WHAT YOU HAVE TO DO.
From the entries below, extract every line that includes the word "localhost".
◇ ◇ ◇ ◇ ◇ ◇ ◇
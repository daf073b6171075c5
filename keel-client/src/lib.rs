//! Keel ECS Client
//!
//! A small, type-safe client for the two read-only ECS control-plane calls the
//! renderer needs, speaking the JSON 1.1 protocol over HTTPS with Signature V4
//! signing.
//!
//! Callers that only need the operations should depend on the [`ControlPlane`]
//! trait, which makes it easy to substitute an in-memory fake in tests.
//!
//! # Example
//!
//! ```no_run
//! use keel_client::{CredentialSource, EcsClient};
//!
//! #[tokio::main]
//! async fn main() -> anyhow::Result<()> {
//!     let credentials = CredentialSource::Environment.resolve()?;
//!     let client = EcsClient::new("us-east-1", credentials)?;
//!
//!     let res = client.describe_task_definition("web:5").await?;
//!     println!("{:?}", res.task_definition.and_then(|td| td.family));
//!     Ok(())
//! }
//! ```

pub mod credentials;
pub mod error;
mod services;
pub mod signing;
mod task_definitions;

// Re-export commonly used types
pub use credentials::{CredentialSource, Credentials};
pub use error::{ClientError, Result};

use async_trait::async_trait;
use keel_core::dto::{DescribeServicesResponse, DescribeTaskDefinitionResponse};
use reqwest::header::{AUTHORIZATION, CONTENT_TYPE};
use reqwest::{Client, Url};
use serde::Serialize;
use serde::de::DeserializeOwned;
use tracing::debug;

use crate::signing::RequestSigner;

/// User agent sent with every request
pub const USER_AGENT: &str = concat!("keel/", env!("CARGO_PKG_VERSION"));

const SERVICE: &str = "ecs";
const TARGET_PREFIX: &str = "AmazonEC2ContainerServiceV20141113";
const JSON_CONTENT_TYPE: &str = "application/x-amz-json-1.1";

/// Read operations against the container orchestration control plane
#[async_trait]
pub trait ControlPlane: Send + Sync {
    /// Describes the named services on `cluster`
    async fn describe_services(
        &self,
        cluster: &str,
        services: &[String],
    ) -> Result<DescribeServicesResponse>;

    /// Fetches a task definition by family, `family:revision`, or ARN
    async fn describe_task_definition(
        &self,
        task_definition: &str,
    ) -> Result<DescribeTaskDefinitionResponse>;
}

/// HTTP client for the ECS API
///
/// Operations are grouped by resource:
/// - Services (describe)
/// - Task definitions (describe)
#[derive(Debug, Clone)]
pub struct EcsClient {
    /// Endpoint requests are POSTed to
    endpoint: Url,
    /// Region used in the signing scope
    region: String,
    /// Credentials used to sign requests
    credentials: Credentials,
    /// HTTP client instance
    client: Client,
}

impl EcsClient {
    /// Create a client for the regional ECS endpoint
    ///
    /// # Arguments
    /// * `region` - Region identifier (e.g., "us-east-1")
    /// * `credentials` - Credentials used to sign every request
    pub fn new(region: impl Into<String>, credentials: Credentials) -> Result<Self> {
        let region = region.into();
        let endpoint = format!("https://ecs.{}.amazonaws.com/", region);
        Self::with_endpoint(region, credentials, &endpoint)
    }

    /// Create a client that talks to a custom endpoint
    ///
    /// Useful for local emulators and VPC endpoints.
    ///
    /// # Example
    /// ```
    /// use keel_client::{Credentials, EcsClient};
    ///
    /// let client = EcsClient::with_endpoint(
    ///     "us-east-1",
    ///     Credentials::new("test", "test"),
    ///     "http://localhost:4566",
    /// )
    /// .unwrap();
    /// assert_eq!(client.endpoint(), "http://localhost:4566/");
    /// ```
    pub fn with_endpoint(
        region: impl Into<String>,
        credentials: Credentials,
        endpoint: &str,
    ) -> Result<Self> {
        let endpoint = Url::parse(endpoint).map_err(|e| {
            ClientError::InvalidRequest(format!("invalid endpoint {}: {}", endpoint, e))
        })?;
        if endpoint.host_str().is_none() {
            return Err(ClientError::InvalidRequest(format!(
                "endpoint {} has no host",
                endpoint
            )));
        }

        let client = Client::builder().user_agent(USER_AGENT).build()?;

        Ok(Self {
            endpoint,
            region: region.into(),
            credentials,
            client,
        })
    }

    /// Get the endpoint URL
    pub fn endpoint(&self) -> &str {
        self.endpoint.as_str()
    }

    /// Get the signing region
    pub fn region(&self) -> &str {
        &self.region
    }

    /// Value of the `Host` header for the endpoint
    fn host(&self) -> String {
        let host = self.endpoint.host_str().unwrap_or_default();
        match self.endpoint.port() {
            Some(port) => format!("{}:{}", host, port),
            None => host.to_string(),
        }
    }

    /// Invoke a JSON protocol operation and deserialize the response
    async fn call<Req, Res>(&self, operation: &str, req: &Req) -> Result<Res>
    where
        Req: Serialize + ?Sized,
        Res: DeserializeOwned,
    {
        let payload = serde_json::to_vec(req)
            .map_err(|e| ClientError::InvalidRequest(format!("Failed to encode request: {}", e)))?;
        let target = format!("{}.{}", TARGET_PREFIX, operation);

        let signer = RequestSigner::new(&self.credentials, &self.region, SERVICE);
        let mut signed: Vec<(&str, &str)> = vec![
            ("content-type", JSON_CONTENT_TYPE),
            ("x-amz-target", target.as_str()),
        ];
        if let Some(token) = &self.credentials.session_token {
            signed.push(("x-amz-security-token", token.as_str()));
        }
        let signature = signer.sign(
            "POST",
            &self.host(),
            self.endpoint.path(),
            &signed,
            &payload,
            chrono::Utc::now(),
        );

        debug!("Calling {} at {}", target, self.endpoint);

        let mut request = self
            .client
            .post(self.endpoint.clone())
            .header(CONTENT_TYPE, JSON_CONTENT_TYPE)
            .header("x-amz-target", &target)
            .header("x-amz-date", &signature.amz_date)
            .header(AUTHORIZATION, &signature.authorization);
        if let Some(token) = &self.credentials.session_token {
            request = request.header("x-amz-security-token", token);
        }

        let response = request.body(payload).send().await?;

        self.handle_response(response).await
    }

    // =============================================================================
    // Response Handlers
    // =============================================================================

    /// Handle an API response and deserialize JSON
    ///
    /// Non-success statuses are turned into [`ClientError::ApiError`] using the
    /// error envelope in the body.
    async fn handle_response<T: DeserializeOwned>(&self, response: reqwest::Response) -> Result<T> {
        let status = response.status();

        if !status.is_success() {
            let error_text = response
                .text()
                .await
                .unwrap_or_else(|_| "Unknown error".to_string());
            return Err(ClientError::api_error(status.as_u16(), error_text));
        }

        response
            .json()
            .await
            .map_err(|e| ClientError::ParseError(format!("Failed to parse JSON response: {}", e)))
    }
}

#[async_trait]
impl ControlPlane for EcsClient {
    async fn describe_services(
        &self,
        cluster: &str,
        services: &[String],
    ) -> Result<DescribeServicesResponse> {
        EcsClient::describe_services(self, cluster, services).await
    }

    async fn describe_task_definition(
        &self,
        task_definition: &str,
    ) -> Result<DescribeTaskDefinitionResponse> {
        EcsClient::describe_task_definition(self, task_definition).await
    }
}

#[cfg(test)]
mod tests {
    use super::*;

    fn credentials() -> Credentials {
        Credentials::new("AKID", "secret")
    }

    #[test]
    fn test_client_creation() {
        let client = EcsClient::new("us-east-1", credentials()).unwrap();
        assert_eq!(client.endpoint(), "https://ecs.us-east-1.amazonaws.com/");
        assert_eq!(client.region(), "us-east-1");
        assert_eq!(client.host(), "ecs.us-east-1.amazonaws.com");
    }

    #[test]
    fn test_custom_endpoint_keeps_port_in_host() {
        let client =
            EcsClient::with_endpoint("us-east-1", credentials(), "http://localhost:4566").unwrap();
        assert_eq!(client.host(), "localhost:4566");
    }

    #[test]
    fn test_invalid_endpoint_is_rejected() {
        let err = EcsClient::with_endpoint("us-east-1", credentials(), "not a url").unwrap_err();
        assert!(matches!(err, ClientError::InvalidRequest(_)));
    }
}
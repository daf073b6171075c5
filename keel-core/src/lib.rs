//! Keel Core
//!
//! Core types and transforms for rendering ECS task definitions.
//!
//! This crate contains:
//! - Domain types: services, task definitions and their container definitions
//! - DTOs: request/response envelopes for the control-plane API
//! - Transforms: container selection, environment merging, sanitization

pub mod domain;
pub mod dto;
pub mod error;
pub mod transform;

pub use error::DeployError;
◇ ◇ ◇ ◇ ◇ ◇ ◇
OUTPUT FOR THIS TASK.
    ///     "http://localhost:4566",
    /// assert_eq!(client.endpoint(), "http://localhost:4566/");
            EcsClient::with_endpoint("us-east-1", credentials(), "http://localhost:4566").unwrap();
        assert_eq!(client.host(), "localhost:4566");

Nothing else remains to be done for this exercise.